Elemendar’s READ. application extracts CTI data from URL’s, PDF files and free form text. Graphics and Images are also retained for reference/context.

STIX Processing

The extracted text is analysed using Elemendar’s proprietary, machine learning-powered Natural Language Processing engine. READ. extracts and categorises entities from the unstructured CTI using the STIX standard. Currently supported STIX entities include Identities, Indicators, Malware, Threat Actors, Tools and Vulnerabilities. These are further grouped into relevant subcategories, for example, ‘Trojan’ for Malware. Sentences are also processed, extracted and matched against the MITRE ATT&CK framework to provide relevant attack patterns. Finally, relationships between these objects are visibly outlined for the Analyst to identify.

Elemendar's READ. application

The READ. front-end user interface (Analyst In the Loop) allows an Analyst to approve or review the automatically-suggested STIX entity categorisation before accepting it for importing into their desired tool (TIP, SIEM, SOAR etc.). Entities can be added, removed and edited by Analysts, who also have the control to add additional entities such as attack patterns and intrusion set SDOs to the report before final output.
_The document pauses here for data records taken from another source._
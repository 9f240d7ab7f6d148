//! Offset-based pagination primitives.
//!
//! A [`Pagination`] describes one page of results as a page / page-size /
//! offset triple. [`create_pagination`] validates caller input and derives
//! the offset; [`pagination_headers`] projects a window plus a total count
//! into the `x-pagination-*` response header values; [`walk_pages`] drives
//! a page-returning function until it is exhausted.

mod walker;

pub use walker::walk_pages;

use serde::{Deserialize, Serialize};
use thiserror::Error;
use utoipa::ToSchema;

/// Default page for requests that do not specify one.
pub const DEFAULT_PAGE: u64 = 1;
/// Default page size for requests that do not specify one.
pub const DEFAULT_PAGE_SIZE: u64 = 20;

/// Response header carrying the current page.
pub const HEADER_PAGE: &str = "x-pagination-page";
/// Response header carrying the page size.
pub const HEADER_PAGE_SIZE: &str = "x-pagination-page-size";
/// Response header carrying the total record count.
pub const HEADER_TOTAL: &str = "x-pagination-total";

/// One page of results as an offset window.
///
/// Invariant: `offset == (page - 1) * page_size`. Construct through
/// [`create_pagination`] to keep it that way.
#[derive(Debug, Clone, Copy, PartialEq, Eq, Serialize, Deserialize, ToSchema)]
pub struct Pagination {
    /// 1-based page number
    pub page: u64,
    /// Number of records per page
    pub page_size: u64,
    /// Number of records to skip
    pub offset: u64,
}

impl Default for Pagination {
    fn default() -> Self {
        Self {
            page: DEFAULT_PAGE,
            page_size: DEFAULT_PAGE_SIZE,
            offset: 0,
        }
    }
}

/// Limits applied when building a pagination window.
#[derive(Debug, Clone, Copy, Default)]
pub struct PaginationOptions {
    /// Upper bound on the requested page size, if any
    pub max_limit: Option<u64>,
}

/// Request-validation failures for pagination input.
#[derive(Debug, Error, PartialEq, Eq)]
pub enum PaginationError {
    #[error("Invalid pagination request")]
    InvalidRequest,

    #[error("Page size cannot be larger than {0}")]
    PageSizeTooLarge(u64),
}

/// Build a validated pagination window.
///
/// `page` and `page_size` must both be at least 1; `options.max_limit`, when
/// set, caps `page_size`. The resulting offset is `(page - 1) * page_size`.
pub fn create_pagination(
    page: u64,
    page_size: u64,
    options: &PaginationOptions,
) -> Result<Pagination, PaginationError> {
    if page < 1 || page_size < 1 {
        return Err(PaginationError::InvalidRequest);
    }

    if let Some(max_limit) = options.max_limit {
        if page_size > max_limit {
            return Err(PaginationError::PageSizeTooLarge(max_limit));
        }
    }

    // An offset past u64::MAX is not a window any backend can serve.
    let offset = (page - 1)
        .checked_mul(page_size)
        .ok_or(PaginationError::InvalidRequest)?;

    Ok(Pagination {
        page,
        page_size,
        offset,
    })
}

/// Derived response metadata for one page of results.
#[derive(Debug, Clone, Copy, PartialEq, Eq, Serialize, ToSchema)]
pub struct PaginationHeaders {
    pub page: u64,
    pub page_size: u64,
    pub total: u64,
}

impl PaginationHeaders {
    /// Header name/value pairs in wire order.
    pub fn as_pairs(&self) -> [(&'static str, String); 3] {
        [
            (HEADER_PAGE, self.page.to_string()),
            (HEADER_PAGE_SIZE, self.page_size.to_string()),
            (HEADER_TOTAL, self.total.to_string()),
        ]
    }
}

/// Project a window and a total count into response header values.
///
/// A missing window falls back to the default page and page size; a missing
/// total falls back to 0.
pub fn pagination_headers(
    pagination: Option<&Pagination>,
    total_count: Option<u64>,
) -> PaginationHeaders {
    PaginationHeaders {
        page: pagination.map(|p| p.page).unwrap_or(DEFAULT_PAGE),
        page_size: pagination.map(|p| p.page_size).unwrap_or(DEFAULT_PAGE_SIZE),
        total: total_count.unwrap_or(0),
    }
}

/// Continuation signal used by batch consumers.
///
/// Reproduces the original comparison exactly: `true` iff
/// `offset + page_size > total`. Call sites rely on this sign; do not
/// "correct" it.
pub fn need_to_get_more(total: u64, pagination: &Pagination) -> bool {
    pagination.offset.saturating_add(pagination.page_size) > total
}
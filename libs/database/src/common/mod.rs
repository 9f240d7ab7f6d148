//! Utilities shared across database connectors

pub mod error;
pub mod retry;

pub use error::{DatabaseError, DatabaseResult};
pub use retry::{retry, retry_with_backoff, RetryConfig};
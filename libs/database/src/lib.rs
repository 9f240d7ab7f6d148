//! MongoDB connection library.
//!
//! Provides configuration, connection management with retry, and health
//! checks for the MongoDB-backed services in this workspace.
//!
//! # Example
//!
//! ```ignore
//! use database::mongodb::{MongoConfig, connect_from_config_with_retry};
//! use core_config::FromEnv;
//!
//! let config = MongoConfig::from_env()?;
//! let client = connect_from_config_with_retry(&config, None).await?;
//! let db = client.database(config.database());
//! ```

pub mod common;
pub mod mongodb;

pub use common::{DatabaseError, DatabaseResult};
Analyst feedback within READ. is fed back to Elemendar’s ML engine to further improve the system’s future performance for the customer’s specific datasets.


Once the report has been processed, READ. outputs the identified entities using the industry recognised STIX 2.0 standard. This creates a seamless process of importing data into existing CTI environments, saving both the time and resources of CTI analysts.

Outputs are user-configurable and can include MISP or TAXII/TAXII2 servers, an OpenCTI connector, or downloading a STIX JSON file. Other output solutions tailored to your organisation’s environment can be made available on request.

READ. also offers a RESTful API (available for evaluation) which enables users to fully integrate the application into existing environments for complete automation & orchestration of CTI processing.